## WHAT IS BEING ASKED
Beginning with the line below that contains "its first request" and ending with the line that contains "pub fn completed(total: u32)", copy every line exactly. Copy nothing else.

## Data excerpts

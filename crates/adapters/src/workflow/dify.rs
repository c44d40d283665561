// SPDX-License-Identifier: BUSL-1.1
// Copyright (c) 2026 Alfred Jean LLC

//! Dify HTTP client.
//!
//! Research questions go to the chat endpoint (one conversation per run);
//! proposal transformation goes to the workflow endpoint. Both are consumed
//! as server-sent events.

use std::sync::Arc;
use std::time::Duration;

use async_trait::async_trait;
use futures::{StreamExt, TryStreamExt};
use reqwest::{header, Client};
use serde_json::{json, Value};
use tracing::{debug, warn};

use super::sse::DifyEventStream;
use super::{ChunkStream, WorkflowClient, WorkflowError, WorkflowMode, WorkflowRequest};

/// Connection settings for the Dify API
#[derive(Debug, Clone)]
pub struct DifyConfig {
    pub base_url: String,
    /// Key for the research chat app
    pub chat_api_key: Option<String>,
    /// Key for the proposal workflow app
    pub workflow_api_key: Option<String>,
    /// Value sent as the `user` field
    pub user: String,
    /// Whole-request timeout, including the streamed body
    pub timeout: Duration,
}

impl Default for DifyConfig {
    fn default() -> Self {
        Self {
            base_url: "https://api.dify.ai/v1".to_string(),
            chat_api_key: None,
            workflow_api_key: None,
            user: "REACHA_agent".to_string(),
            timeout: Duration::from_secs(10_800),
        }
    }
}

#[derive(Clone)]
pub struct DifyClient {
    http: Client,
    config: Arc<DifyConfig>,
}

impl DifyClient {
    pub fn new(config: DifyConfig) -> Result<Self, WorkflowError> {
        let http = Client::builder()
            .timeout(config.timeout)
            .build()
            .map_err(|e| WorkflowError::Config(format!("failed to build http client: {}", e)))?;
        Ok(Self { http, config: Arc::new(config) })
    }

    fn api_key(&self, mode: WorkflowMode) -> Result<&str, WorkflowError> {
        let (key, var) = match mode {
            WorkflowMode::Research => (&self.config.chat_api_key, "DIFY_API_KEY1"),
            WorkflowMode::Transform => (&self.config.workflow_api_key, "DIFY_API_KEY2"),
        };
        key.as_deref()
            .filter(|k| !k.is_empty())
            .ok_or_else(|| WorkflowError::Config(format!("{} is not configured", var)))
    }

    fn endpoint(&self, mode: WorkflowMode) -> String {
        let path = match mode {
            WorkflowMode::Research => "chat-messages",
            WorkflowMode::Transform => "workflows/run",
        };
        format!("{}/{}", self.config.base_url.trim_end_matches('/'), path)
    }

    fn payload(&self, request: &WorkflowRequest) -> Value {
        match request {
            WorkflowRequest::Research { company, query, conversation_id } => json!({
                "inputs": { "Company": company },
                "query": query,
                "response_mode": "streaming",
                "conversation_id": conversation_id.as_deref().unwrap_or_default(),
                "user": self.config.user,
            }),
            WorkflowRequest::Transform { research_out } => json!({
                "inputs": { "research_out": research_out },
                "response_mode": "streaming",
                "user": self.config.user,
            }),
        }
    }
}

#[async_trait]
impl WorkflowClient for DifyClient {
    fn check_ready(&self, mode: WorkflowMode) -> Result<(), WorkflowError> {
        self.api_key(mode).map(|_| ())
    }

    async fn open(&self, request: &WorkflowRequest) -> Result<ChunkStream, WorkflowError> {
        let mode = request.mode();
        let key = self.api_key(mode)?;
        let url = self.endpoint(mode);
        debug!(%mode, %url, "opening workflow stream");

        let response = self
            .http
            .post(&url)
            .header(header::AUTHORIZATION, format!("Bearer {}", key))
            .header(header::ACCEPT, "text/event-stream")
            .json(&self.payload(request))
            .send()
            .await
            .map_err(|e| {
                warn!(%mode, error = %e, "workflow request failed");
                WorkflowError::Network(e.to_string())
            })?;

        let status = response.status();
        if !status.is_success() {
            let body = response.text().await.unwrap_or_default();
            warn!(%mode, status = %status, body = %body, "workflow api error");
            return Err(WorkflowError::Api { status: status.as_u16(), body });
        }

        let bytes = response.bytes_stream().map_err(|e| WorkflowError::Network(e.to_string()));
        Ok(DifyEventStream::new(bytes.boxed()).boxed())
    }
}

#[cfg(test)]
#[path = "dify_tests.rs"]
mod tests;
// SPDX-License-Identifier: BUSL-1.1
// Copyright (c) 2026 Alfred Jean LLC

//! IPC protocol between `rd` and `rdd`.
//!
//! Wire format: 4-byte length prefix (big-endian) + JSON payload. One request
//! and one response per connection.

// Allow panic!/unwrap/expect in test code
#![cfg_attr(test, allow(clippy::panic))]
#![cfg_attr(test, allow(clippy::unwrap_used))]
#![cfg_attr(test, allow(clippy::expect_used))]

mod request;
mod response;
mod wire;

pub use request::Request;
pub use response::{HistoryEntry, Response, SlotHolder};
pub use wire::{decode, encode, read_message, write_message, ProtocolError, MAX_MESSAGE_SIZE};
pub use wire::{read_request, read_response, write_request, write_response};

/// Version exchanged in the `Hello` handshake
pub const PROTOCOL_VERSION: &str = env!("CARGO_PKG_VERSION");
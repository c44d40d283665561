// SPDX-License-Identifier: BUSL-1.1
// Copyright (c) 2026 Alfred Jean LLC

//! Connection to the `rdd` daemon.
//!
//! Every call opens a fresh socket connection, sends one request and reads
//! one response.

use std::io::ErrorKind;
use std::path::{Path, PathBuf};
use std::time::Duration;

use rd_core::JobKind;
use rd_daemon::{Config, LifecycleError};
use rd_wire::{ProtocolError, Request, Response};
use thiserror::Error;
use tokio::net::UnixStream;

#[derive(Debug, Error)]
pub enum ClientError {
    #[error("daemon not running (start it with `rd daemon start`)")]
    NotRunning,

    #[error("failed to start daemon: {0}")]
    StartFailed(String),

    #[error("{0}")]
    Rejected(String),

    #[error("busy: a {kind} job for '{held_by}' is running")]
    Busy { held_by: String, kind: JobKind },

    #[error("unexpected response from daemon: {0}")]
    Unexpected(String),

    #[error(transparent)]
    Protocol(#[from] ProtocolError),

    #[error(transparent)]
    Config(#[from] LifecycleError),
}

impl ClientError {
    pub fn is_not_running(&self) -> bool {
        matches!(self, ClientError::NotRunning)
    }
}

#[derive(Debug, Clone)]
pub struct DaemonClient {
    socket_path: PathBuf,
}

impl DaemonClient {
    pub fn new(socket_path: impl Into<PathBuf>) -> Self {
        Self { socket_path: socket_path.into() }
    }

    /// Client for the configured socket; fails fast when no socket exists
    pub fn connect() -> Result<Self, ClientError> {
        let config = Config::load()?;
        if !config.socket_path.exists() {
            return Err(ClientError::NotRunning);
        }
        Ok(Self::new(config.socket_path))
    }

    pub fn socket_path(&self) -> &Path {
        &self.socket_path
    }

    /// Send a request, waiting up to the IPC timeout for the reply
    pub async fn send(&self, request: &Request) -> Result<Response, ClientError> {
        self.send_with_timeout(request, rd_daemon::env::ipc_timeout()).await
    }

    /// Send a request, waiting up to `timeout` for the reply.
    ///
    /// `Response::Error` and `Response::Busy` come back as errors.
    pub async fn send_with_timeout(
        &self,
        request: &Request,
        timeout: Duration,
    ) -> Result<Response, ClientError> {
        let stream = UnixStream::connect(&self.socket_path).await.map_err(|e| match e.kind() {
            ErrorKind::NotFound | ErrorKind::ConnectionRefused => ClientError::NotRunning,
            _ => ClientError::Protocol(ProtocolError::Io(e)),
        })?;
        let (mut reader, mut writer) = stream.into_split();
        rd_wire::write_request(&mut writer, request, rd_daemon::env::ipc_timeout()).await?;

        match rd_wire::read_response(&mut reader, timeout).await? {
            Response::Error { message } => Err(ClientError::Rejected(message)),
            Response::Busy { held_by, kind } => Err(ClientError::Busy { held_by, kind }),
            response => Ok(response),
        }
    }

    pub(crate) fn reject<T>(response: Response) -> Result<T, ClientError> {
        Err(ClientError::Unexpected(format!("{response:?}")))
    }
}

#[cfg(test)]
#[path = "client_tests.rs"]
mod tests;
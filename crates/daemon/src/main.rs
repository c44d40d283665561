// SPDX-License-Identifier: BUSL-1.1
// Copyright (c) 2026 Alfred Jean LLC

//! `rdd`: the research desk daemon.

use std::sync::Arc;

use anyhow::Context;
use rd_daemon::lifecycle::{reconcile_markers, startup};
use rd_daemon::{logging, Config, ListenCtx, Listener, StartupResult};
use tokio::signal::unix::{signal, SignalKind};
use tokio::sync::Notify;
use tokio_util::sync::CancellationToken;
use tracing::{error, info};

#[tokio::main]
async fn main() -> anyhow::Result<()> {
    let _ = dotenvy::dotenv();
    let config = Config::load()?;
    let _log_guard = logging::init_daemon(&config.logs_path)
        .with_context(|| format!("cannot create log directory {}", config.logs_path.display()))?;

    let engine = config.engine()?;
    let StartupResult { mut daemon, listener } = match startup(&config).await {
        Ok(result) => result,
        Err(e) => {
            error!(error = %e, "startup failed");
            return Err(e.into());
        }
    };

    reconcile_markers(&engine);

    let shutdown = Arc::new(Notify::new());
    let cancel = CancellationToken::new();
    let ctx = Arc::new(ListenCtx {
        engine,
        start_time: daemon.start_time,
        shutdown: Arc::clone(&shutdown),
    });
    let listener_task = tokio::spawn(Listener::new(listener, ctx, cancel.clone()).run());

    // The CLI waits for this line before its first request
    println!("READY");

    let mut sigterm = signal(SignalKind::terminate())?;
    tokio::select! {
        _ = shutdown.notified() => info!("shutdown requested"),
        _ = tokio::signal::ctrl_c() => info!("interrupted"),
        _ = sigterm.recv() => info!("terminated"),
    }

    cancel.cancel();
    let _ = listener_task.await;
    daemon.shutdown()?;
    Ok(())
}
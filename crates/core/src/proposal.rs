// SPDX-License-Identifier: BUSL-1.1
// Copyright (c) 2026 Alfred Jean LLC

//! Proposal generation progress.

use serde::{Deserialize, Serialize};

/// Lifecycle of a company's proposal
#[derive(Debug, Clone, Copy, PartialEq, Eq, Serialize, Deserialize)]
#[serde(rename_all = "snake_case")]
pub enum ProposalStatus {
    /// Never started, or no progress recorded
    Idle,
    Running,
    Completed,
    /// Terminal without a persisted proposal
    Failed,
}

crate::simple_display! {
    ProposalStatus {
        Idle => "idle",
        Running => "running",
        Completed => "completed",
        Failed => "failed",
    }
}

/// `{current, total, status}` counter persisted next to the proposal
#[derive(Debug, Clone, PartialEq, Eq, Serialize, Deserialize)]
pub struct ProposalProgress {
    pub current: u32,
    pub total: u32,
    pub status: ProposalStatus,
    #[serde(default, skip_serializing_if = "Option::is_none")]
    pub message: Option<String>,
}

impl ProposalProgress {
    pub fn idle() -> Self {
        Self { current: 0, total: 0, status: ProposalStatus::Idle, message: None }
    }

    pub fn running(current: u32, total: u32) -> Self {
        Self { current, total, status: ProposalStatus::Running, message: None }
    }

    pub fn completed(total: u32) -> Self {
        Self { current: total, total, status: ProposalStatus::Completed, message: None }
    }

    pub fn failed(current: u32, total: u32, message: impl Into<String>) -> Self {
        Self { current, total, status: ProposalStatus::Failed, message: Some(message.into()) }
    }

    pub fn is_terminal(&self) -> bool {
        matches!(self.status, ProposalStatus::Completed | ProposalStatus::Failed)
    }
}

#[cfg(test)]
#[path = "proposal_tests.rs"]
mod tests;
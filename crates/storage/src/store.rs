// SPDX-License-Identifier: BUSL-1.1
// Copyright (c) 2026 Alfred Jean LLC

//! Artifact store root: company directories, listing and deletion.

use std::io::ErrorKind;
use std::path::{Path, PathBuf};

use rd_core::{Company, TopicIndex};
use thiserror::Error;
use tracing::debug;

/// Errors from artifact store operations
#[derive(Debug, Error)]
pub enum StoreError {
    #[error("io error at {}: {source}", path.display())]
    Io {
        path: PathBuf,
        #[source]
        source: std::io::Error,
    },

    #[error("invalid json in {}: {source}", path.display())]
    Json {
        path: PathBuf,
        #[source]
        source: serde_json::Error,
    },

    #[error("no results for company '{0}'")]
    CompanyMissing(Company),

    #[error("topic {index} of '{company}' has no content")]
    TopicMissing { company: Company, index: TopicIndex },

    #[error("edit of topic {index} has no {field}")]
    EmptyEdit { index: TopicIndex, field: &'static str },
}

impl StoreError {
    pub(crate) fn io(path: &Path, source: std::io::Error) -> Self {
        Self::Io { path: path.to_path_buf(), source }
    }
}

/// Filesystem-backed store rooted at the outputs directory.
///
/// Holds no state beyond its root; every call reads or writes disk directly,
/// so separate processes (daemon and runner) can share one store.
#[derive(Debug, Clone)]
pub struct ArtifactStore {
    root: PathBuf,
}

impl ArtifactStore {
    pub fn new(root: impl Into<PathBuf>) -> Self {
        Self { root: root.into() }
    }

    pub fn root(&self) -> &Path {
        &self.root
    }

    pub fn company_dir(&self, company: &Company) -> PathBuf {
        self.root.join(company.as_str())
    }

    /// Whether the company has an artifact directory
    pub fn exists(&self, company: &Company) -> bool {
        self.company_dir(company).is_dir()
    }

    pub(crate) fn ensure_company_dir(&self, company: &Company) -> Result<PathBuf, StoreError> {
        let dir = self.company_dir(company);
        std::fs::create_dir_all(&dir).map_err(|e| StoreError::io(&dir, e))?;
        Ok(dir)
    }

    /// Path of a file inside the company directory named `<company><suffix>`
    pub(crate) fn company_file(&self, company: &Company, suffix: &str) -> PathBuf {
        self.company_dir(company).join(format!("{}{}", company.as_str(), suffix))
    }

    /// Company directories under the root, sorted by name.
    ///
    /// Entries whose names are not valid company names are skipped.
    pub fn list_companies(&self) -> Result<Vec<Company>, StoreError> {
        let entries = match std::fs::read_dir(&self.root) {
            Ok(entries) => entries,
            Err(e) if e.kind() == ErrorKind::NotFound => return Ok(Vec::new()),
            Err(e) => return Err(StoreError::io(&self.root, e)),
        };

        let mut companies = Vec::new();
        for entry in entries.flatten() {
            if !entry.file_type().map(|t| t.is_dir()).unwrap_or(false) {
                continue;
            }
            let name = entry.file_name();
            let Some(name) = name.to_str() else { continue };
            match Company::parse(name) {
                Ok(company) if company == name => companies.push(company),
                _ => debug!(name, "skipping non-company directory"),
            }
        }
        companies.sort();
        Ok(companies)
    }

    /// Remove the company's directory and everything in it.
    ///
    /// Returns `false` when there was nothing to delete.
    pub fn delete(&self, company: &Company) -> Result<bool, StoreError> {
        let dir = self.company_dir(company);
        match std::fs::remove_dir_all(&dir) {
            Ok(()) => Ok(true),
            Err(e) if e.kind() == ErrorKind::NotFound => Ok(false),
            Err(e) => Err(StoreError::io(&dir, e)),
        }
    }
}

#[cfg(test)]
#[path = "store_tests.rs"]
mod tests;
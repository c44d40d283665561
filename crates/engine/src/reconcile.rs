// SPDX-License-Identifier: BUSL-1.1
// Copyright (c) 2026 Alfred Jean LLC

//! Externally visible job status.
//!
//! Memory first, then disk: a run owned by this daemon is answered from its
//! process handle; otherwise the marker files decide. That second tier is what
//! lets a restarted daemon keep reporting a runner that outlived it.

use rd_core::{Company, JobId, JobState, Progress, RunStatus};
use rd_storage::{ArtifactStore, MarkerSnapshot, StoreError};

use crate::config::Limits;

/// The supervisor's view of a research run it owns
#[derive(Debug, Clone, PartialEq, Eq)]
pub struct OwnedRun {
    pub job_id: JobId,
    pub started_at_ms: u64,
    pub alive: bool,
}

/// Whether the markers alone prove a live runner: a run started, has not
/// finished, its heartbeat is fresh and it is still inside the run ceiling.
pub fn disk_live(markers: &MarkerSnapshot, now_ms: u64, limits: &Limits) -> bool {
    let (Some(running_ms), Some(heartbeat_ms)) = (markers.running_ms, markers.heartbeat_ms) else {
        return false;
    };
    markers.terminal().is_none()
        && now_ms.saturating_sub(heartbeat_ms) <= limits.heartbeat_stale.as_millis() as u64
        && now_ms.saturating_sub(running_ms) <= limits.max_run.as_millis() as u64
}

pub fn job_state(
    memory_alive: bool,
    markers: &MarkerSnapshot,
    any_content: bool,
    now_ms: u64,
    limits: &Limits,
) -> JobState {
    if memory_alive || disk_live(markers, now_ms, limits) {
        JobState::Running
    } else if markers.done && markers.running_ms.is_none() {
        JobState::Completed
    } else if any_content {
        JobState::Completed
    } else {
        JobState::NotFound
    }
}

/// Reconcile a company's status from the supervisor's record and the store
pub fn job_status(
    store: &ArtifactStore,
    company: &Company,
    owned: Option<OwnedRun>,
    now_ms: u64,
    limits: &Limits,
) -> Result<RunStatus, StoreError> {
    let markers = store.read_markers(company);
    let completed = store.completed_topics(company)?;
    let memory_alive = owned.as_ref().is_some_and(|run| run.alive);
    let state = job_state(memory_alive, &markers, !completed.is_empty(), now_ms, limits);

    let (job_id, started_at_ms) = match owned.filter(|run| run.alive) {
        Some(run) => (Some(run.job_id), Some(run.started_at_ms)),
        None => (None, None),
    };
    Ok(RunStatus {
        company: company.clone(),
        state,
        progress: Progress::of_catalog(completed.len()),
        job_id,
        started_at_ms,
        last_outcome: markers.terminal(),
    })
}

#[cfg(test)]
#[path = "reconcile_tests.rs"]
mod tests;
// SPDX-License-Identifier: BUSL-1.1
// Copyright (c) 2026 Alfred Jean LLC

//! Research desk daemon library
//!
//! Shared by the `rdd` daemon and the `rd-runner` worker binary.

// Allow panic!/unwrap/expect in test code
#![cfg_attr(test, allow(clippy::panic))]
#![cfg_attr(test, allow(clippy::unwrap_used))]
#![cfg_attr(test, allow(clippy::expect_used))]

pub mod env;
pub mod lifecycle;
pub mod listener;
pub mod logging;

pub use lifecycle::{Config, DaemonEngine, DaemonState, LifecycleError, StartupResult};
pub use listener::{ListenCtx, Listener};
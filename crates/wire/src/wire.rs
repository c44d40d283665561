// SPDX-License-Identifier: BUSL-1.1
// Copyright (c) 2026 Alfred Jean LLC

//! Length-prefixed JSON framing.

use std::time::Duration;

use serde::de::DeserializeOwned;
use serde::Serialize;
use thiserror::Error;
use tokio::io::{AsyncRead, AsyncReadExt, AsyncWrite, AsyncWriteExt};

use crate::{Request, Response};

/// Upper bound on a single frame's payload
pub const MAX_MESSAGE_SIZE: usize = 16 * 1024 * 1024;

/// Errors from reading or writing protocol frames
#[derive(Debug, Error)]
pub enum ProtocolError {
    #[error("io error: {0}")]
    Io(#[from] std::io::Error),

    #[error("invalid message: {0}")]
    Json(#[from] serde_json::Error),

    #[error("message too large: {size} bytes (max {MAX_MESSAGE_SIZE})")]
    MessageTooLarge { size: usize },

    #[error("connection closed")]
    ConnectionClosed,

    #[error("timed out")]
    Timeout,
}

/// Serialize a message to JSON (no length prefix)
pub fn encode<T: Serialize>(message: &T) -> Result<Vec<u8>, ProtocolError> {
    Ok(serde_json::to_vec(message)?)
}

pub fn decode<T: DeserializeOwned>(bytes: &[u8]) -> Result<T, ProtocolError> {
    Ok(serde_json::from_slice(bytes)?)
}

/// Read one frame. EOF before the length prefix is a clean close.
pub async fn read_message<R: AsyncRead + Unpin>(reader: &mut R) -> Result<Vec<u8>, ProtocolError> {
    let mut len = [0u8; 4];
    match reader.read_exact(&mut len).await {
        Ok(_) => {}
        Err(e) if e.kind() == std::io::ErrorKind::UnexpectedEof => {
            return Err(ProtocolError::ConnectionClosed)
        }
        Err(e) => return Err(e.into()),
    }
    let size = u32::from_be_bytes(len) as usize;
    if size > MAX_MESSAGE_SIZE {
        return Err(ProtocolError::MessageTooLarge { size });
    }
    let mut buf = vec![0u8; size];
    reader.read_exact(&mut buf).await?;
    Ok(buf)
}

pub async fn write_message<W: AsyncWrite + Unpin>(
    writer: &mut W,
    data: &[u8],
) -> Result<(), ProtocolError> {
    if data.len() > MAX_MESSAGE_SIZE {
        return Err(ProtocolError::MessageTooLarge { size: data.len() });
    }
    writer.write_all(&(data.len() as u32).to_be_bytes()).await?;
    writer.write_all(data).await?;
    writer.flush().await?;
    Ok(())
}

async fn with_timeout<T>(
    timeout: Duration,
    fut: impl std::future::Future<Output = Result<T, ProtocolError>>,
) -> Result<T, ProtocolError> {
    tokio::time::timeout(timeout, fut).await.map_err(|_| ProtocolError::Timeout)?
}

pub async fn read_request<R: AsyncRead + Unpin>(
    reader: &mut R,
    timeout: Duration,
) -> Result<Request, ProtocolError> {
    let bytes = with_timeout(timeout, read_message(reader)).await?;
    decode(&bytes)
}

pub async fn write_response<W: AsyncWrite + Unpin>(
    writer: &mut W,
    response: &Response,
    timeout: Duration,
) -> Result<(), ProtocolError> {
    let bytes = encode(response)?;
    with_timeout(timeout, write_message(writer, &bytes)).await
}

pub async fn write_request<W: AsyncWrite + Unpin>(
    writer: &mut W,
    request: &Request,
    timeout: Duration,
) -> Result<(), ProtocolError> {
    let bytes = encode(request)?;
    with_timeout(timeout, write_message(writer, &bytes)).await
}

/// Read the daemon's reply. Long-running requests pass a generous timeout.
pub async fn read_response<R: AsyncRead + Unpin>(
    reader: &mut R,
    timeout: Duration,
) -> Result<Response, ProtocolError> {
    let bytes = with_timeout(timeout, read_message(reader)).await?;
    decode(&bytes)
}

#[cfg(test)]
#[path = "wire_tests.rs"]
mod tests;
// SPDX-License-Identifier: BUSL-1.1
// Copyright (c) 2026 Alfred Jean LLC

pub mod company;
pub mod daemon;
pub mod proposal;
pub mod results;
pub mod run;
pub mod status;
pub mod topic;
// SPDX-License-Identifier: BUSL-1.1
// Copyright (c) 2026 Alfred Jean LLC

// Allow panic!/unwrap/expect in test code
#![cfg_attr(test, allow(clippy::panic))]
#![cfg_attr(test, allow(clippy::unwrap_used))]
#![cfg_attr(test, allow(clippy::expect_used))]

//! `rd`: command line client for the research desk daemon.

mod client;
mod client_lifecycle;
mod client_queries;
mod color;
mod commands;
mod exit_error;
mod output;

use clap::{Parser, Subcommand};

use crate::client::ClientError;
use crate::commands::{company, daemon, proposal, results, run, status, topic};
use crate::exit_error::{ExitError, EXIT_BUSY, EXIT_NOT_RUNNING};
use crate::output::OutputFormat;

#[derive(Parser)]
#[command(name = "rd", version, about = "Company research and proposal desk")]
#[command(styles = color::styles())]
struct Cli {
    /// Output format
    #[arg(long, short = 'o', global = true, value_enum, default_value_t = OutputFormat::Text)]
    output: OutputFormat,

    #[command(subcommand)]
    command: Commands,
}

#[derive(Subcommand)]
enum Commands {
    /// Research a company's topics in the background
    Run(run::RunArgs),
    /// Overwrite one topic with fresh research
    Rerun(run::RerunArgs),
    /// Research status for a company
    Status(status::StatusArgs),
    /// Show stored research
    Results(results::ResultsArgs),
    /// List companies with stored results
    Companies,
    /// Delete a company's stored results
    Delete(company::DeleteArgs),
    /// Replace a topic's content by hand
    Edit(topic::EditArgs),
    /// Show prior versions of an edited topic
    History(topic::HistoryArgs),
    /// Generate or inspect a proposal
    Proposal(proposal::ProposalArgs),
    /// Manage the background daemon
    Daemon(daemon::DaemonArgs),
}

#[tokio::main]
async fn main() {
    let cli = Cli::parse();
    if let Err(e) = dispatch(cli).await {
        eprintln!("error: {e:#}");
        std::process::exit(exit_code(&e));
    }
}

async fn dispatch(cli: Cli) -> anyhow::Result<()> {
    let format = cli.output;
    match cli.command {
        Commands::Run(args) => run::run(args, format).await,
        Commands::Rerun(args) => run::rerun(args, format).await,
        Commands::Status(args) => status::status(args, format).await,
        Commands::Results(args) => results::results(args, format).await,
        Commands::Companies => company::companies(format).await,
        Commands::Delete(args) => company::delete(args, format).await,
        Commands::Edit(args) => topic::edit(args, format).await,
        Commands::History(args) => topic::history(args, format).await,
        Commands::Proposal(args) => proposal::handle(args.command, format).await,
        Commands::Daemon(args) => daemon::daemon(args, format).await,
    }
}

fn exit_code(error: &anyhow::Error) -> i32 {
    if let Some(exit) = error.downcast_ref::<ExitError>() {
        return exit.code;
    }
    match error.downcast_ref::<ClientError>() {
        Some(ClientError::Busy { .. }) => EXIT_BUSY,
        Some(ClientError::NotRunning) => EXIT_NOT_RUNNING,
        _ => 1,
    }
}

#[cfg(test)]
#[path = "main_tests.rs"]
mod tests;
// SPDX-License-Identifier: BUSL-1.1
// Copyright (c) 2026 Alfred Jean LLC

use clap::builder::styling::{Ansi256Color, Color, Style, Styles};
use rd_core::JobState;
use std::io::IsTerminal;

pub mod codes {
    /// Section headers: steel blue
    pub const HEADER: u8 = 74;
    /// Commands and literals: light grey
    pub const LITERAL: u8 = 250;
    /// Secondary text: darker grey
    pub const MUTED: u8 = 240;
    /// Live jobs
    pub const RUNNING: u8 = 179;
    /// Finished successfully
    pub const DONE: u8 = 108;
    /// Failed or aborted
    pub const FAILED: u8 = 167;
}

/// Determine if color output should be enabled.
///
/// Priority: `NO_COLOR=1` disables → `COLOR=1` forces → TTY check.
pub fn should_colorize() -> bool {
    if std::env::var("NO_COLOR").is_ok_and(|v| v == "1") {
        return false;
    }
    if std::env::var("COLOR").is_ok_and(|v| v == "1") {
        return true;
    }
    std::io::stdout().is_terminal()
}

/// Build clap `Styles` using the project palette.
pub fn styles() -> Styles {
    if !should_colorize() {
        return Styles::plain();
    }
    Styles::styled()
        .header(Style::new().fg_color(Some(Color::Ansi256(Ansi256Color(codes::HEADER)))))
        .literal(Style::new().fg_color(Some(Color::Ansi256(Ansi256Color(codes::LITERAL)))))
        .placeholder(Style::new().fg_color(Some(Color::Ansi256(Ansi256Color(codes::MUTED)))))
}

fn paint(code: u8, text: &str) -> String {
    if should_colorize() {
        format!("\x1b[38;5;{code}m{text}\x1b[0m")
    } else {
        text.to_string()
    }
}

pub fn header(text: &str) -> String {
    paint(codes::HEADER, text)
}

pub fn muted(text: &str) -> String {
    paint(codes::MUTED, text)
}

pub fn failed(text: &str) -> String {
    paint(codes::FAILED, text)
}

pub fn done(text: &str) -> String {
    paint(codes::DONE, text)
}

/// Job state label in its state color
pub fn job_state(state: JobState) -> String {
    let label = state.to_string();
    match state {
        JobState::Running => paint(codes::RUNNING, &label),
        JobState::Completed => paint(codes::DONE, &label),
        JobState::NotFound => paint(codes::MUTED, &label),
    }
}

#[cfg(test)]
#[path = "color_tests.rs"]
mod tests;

## SOLUTION TO THIS EXERCISE
    // The CLI waits for this line before its first request
    println!("READY");

    let mut sigterm = signal(SignalKind::terminate())?;
    tokio::select! {
        _ = shutdown.notified() => info!("shutdown requested"),
        _ = tokio::signal::ctrl_c() => info!("interrupted"),
        _ = sigterm.recv() => info!("terminated"),
    }

    cancel.cancel();
    let _ = listener_task.await;
    daemon.shutdown()?;
    Ok(())
}
filename crates/core/src/proposal.rs
// SPDX-License-Identifier: BUSL-1.1
// Copyright (c) 2026 Alfred Jean LLC

//! Proposal generation progress.

use serde::{Deserialize, Serialize};

/// Lifecycle of a company's proposal
#[derive(Debug, Clone, Copy, PartialEq, Eq, Serialize, Deserialize)]
#[serde(rename_all = "snake_case")]
pub enum ProposalStatus {
    /// Never started, or no progress recorded
    Idle,
    Running,
    Completed,
    /// Terminal without a persisted proposal
    Failed,
}

crate::simple_display! {
    ProposalStatus {
        Idle => "idle",
        Running => "running",
        Completed => "completed",
        Failed => "failed",
    }
}

/// `{current, total, status}` counter persisted next to the proposal
#[derive(Debug, Clone, PartialEq, Eq, Serialize, Deserialize)]
pub struct ProposalProgress {
    pub current: u32,
    pub total: u32,
    pub status: ProposalStatus,
    #[serde(default, skip_serializing_if = "Option::is_none")]
    pub message: Option<String>,
}

impl ProposalProgress {
    pub fn idle() -> Self {
        Self { current: 0, total: 0, status: ProposalStatus::Idle, message: None }
    }

    pub fn running(current: u32, total: u32) -> Self {
        Self { current, total, status: ProposalStatus::Running, message: None }
    }

    pub fn completed(total: u32) -> Self {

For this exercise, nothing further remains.